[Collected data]
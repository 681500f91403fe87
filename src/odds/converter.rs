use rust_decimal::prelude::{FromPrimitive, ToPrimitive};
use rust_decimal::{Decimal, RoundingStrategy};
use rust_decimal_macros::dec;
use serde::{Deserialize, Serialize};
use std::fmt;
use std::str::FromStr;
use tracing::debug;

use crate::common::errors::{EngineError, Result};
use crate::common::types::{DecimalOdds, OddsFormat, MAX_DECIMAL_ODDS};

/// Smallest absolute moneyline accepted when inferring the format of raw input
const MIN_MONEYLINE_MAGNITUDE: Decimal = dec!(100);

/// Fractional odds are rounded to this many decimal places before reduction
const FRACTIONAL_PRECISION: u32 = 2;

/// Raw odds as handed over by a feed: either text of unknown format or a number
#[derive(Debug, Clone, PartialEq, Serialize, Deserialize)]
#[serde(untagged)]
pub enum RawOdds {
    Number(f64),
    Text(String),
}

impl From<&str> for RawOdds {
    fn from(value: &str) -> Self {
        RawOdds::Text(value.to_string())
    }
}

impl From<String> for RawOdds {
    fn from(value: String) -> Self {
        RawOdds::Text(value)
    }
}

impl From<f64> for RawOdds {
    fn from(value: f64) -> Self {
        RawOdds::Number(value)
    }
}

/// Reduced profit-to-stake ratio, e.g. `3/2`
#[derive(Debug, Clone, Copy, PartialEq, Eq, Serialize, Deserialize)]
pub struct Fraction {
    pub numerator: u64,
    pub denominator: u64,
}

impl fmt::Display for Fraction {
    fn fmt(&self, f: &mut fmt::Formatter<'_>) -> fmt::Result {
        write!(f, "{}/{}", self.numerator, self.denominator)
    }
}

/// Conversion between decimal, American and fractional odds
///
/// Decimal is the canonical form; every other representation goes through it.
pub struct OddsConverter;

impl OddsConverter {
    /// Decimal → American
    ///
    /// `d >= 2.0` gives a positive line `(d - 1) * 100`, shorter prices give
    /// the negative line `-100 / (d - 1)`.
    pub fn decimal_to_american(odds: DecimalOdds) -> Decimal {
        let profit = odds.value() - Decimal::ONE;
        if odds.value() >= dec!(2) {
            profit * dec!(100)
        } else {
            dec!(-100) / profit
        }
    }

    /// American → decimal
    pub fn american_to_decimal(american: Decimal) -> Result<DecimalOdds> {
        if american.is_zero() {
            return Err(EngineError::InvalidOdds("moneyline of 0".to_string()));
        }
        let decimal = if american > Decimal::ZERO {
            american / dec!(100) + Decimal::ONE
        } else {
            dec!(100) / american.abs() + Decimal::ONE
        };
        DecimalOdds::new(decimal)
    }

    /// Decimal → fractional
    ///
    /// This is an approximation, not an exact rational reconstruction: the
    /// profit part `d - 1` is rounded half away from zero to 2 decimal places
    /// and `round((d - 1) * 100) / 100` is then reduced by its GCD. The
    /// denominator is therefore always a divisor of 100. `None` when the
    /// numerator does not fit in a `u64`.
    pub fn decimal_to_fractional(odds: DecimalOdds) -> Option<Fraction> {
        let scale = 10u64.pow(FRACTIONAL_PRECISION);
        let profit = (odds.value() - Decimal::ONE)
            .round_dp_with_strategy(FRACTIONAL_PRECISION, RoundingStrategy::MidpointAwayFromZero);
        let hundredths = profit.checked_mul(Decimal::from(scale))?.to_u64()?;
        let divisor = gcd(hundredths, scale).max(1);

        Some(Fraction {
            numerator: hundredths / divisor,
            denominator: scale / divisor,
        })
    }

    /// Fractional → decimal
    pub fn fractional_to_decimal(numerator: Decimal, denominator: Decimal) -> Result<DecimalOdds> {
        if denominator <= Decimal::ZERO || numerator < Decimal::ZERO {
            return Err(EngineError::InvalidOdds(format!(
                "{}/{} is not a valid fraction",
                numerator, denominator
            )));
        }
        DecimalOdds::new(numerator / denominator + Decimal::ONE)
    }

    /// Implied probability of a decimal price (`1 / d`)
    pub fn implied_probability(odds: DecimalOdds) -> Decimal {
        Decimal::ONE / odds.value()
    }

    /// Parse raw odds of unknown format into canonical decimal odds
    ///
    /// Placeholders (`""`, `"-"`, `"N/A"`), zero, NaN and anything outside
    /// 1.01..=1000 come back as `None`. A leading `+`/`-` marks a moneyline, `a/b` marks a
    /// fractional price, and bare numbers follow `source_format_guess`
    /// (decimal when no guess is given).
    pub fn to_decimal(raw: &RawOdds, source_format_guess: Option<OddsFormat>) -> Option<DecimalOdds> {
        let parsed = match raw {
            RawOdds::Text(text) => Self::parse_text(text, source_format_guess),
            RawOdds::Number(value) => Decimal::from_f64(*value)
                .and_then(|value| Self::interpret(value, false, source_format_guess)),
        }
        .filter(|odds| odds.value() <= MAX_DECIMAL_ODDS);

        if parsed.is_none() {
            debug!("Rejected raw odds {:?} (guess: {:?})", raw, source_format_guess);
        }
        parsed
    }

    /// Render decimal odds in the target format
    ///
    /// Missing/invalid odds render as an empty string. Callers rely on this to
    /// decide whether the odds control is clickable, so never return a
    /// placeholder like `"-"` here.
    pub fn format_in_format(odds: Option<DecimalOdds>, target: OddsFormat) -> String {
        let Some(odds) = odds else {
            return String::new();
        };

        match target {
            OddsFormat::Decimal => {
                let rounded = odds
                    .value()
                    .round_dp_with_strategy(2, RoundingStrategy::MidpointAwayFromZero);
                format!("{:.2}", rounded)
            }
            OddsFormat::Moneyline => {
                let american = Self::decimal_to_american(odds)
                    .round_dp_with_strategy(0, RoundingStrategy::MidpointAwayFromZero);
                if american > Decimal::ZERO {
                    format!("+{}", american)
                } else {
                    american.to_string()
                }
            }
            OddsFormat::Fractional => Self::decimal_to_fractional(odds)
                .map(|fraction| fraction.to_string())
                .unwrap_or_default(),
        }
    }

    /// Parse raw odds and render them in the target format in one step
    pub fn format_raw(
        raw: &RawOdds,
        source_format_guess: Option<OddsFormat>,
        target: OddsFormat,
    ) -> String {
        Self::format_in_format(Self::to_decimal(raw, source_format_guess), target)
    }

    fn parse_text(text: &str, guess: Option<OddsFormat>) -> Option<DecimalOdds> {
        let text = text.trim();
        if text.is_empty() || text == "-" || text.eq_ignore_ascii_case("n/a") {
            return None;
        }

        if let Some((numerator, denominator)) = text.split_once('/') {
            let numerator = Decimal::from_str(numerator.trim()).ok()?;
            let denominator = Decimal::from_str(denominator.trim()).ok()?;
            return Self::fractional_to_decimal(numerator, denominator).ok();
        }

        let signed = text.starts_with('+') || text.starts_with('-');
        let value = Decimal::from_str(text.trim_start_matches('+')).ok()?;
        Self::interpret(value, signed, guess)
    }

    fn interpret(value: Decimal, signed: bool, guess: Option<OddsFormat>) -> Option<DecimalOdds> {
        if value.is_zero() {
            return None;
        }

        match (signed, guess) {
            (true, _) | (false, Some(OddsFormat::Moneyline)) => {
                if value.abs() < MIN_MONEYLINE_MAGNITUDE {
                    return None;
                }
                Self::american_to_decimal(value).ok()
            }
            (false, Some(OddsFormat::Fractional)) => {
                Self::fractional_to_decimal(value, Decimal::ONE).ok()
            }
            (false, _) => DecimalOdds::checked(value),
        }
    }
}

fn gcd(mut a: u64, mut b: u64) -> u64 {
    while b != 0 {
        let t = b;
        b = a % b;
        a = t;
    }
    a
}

Required action: Once the records are read, print each of them exactly as written.

Answer area:
repository 681500f91403fe87
filename src/odds/converter.rs
use rust_decimal::prelude::{FromPrimitive, ToPrimitive};
use rust_decimal::{Decimal, RoundingStrategy};
use rust_decimal_macros::dec;
use serde::{Deserialize, Serialize};
use std::fmt;
use std::str::FromStr;
use tracing::debug;

use crate::common::errors::{EngineError, Result};
use crate::common::types::{DecimalOdds, OddsFormat, MAX_DECIMAL_ODDS};

/// Smallest absolute moneyline accepted when inferring the format of raw input
const MIN_MONEYLINE_MAGNITUDE: Decimal = dec!(100);

/// Fractional odds are rounded to this many decimal places before reduction
const FRACTIONAL_PRECISION: u32 = 2;

/// Raw odds as handed over by a feed: either text of unknown format or a number
#[derive(Debug, Clone, PartialEq, Serialize, Deserialize)]
#[serde(untagged)]
pub enum RawOdds {
    Number(f64),
    Text(String),
}

impl From<&str> for RawOdds {
    fn from(value: &str) -> Self {
        RawOdds::Text(value.to_string())
    }
}

impl From<String> for RawOdds {
    fn from(value: String) -> Self {
        RawOdds::Text(value)
    }
}

impl From<f64> for RawOdds {
    fn from(value: f64) -> Self {
        RawOdds::Number(value)
    }
}

/// Reduced profit-to-stake ratio, e.g. `3/2`
#[derive(Debug, Clone, Copy, PartialEq, Eq, Serialize, Deserialize)]
pub struct Fraction {
    pub numerator: u64,
    pub denominator: u64,
}

impl fmt::Display for Fraction {
    fn fmt(&self, f: &mut fmt::Formatter<'_>) -> fmt::Result {
        write!(f, "{}/{}", self.numerator, self.denominator)
    }
}

/// Conversion between decimal, American and fractional odds
///
/// Decimal is the canonical form; every other representation goes through it.
pub struct OddsConverter;

impl OddsConverter {
    /// Decimal → American
    ///
    /// `d >= 2.0` gives a positive line `(d - 1) * 100`, shorter prices give
    /// the negative line `-100 / (d - 1)`.
    pub fn decimal_to_american(odds: DecimalOdds) -> Decimal {
        let profit = odds.value() - Decimal::ONE;
        if odds.value() >= dec!(2) {
            profit * dec!(100)
        } else {
            dec!(-100) / profit
        }
    }

    /// American → decimal
    pub fn american_to_decimal(american: Decimal) -> Result<DecimalOdds> {
        if american.is_zero() {
            return Err(EngineError::InvalidOdds("moneyline of 0".to_string()));
        }
        let decimal = if american > Decimal::ZERO {
            american / dec!(100) + Decimal::ONE
        } else {
            dec!(100) / american.abs() + Decimal::ONE
        };
        DecimalOdds::new(decimal)
    }

    /// Decimal → fractional
    ///
    /// This is an approximation, not an exact rational reconstruction: the
    /// profit part `d - 1` is rounded half away from zero to 2 decimal places
    /// and `round((d - 1) * 100) / 100` is then reduced by its GCD. The
    /// denominator is therefore always a divisor of 100. `None` when the
    /// numerator does not fit in a `u64`.
    pub fn decimal_to_fractional(odds: DecimalOdds) -> Option<Fraction> {
        let scale = 10u64.pow(FRACTIONAL_PRECISION);
        let profit = (odds.value() - Decimal::ONE)
            .round_dp_with_strategy(FRACTIONAL_PRECISION, RoundingStrategy::MidpointAwayFromZero);
        let hundredths = profit.checked_mul(Decimal::from(scale))?.to_u64()?;
        let divisor = gcd(hundredths, scale).max(1);

        Some(Fraction {
            numerator: hundredths / divisor,
            denominator: scale / divisor,
        })
    }

    /// Fractional → decimal
    pub fn fractional_to_decimal(numerator: Decimal, denominator: Decimal) -> Result<DecimalOdds> {
        if denominator <= Decimal::ZERO || numerator < Decimal::ZERO {
            return Err(EngineError::InvalidOdds(format!(
                "{}/{} is not a valid fraction",
                numerator, denominator
            )));
        }
        DecimalOdds::new(numerator / denominator + Decimal::ONE)
    }

    /// Implied probability of a decimal price (`1 / d`)
    pub fn implied_probability(odds: DecimalOdds) -> Decimal {
        Decimal::ONE / odds.value()
    }

    /// Parse raw odds of unknown format into canonical decimal odds
    ///
    /// Placeholders (`""`, `"-"`, `"N/A"`), zero, NaN and anything outside
    /// 1.01..=1000 come back as `None`. A leading `+`/`-` marks a moneyline, `a/b` marks a
    /// fractional price, and bare numbers follow `source_format_guess`
    /// (decimal when no guess is given).
    pub fn to_decimal(raw: &RawOdds, source_format_guess: Option<OddsFormat>) -> Option<DecimalOdds> {
        let parsed = match raw {
            RawOdds::Text(text) => Self::parse_text(text, source_format_guess),
            RawOdds::Number(value) => Decimal::from_f64(*value)
                .and_then(|value| Self::interpret(value, false, source_format_guess)),
        }
        .filter(|odds| odds.value() <= MAX_DECIMAL_ODDS);

        if parsed.is_none() {
            debug!("Rejected raw odds {:?} (guess: {:?})", raw, source_format_guess);
        }
        parsed
    }

    /// Render decimal odds in the target format
    ///
    /// Missing/invalid odds render as an empty string. Callers rely on this to
    /// decide whether the odds control is clickable, so never return a
    /// placeholder like `"-"` here.
    pub fn format_in_format(odds: Option<DecimalOdds>, target: OddsFormat) -> String {
        let Some(odds) = odds else {
            return String::new();
        };

        match target {
            OddsFormat::Decimal => {
                let rounded = odds
                    .value()
                    .round_dp_with_strategy(2, RoundingStrategy::MidpointAwayFromZero);
                format!("{:.2}", rounded)
            }
            OddsFormat::Moneyline => {
                let american = Self::decimal_to_american(odds)
                    .round_dp_with_strategy(0, RoundingStrategy::MidpointAwayFromZero);
                if american > Decimal::ZERO {
                    format!("+{}", american)
                } else {
                    american.to_string()
                }
            }
            OddsFormat::Fractional => Self::decimal_to_fractional(odds)
                .map(|fraction| fraction.to_string())
                .unwrap_or_default(),
        }
    }

    /// Parse raw odds and render them in the target format in one step
    pub fn format_raw(
        raw: &RawOdds,
        source_format_guess: Option<OddsFormat>,
        target: OddsFormat,
    ) -> String {
        Self::format_in_format(Self::to_decimal(raw, source_format_guess), target)
    }

    fn parse_text(text: &str, guess: Option<OddsFormat>) -> Option<DecimalOdds> {
        let text = text.trim();
        if text.is_empty() || text == "-" || text.eq_ignore_ascii_case("n/a") {
            return None;
        }

        if let Some((numerator, denominator)) = text.split_once('/') {
            let numerator = Decimal::from_str(numerator.trim()).ok()?;
            let denominator = Decimal::from_str(denominator.trim()).ok()?;
            return Self::fractional_to_decimal(numerator, denominator).ok();
        }

        let signed = text.starts_with('+') || text.starts_with('-');
        let value = Decimal::from_str(text.trim_start_matches('+')).ok()?;
        Self::interpret(value, signed, guess)
    }

    fn interpret(value: Decimal, signed: bool, guess: Option<OddsFormat>) -> Option<DecimalOdds> {
        if value.is_zero() {
            return None;
        }

        match (signed, guess) {
            (true, _) | (false, Some(OddsFormat::Moneyline)) => {
                if value.abs() < MIN_MONEYLINE_MAGNITUDE {
                    return None;
                }
                Self::american_to_decimal(value).ok()
            }
            (false, Some(OddsFormat::Fractional)) => {
                Self::fractional_to_decimal(value, Decimal::ONE).ok()
            }
            (false, _) => DecimalOdds::checked(value),
        }
    }
}

fn gcd(mut a: u64, mut b: u64) -> u64 {
    while b != 0 {
        let t = b;
        b = a % b;
        a = t;
    }
    a
}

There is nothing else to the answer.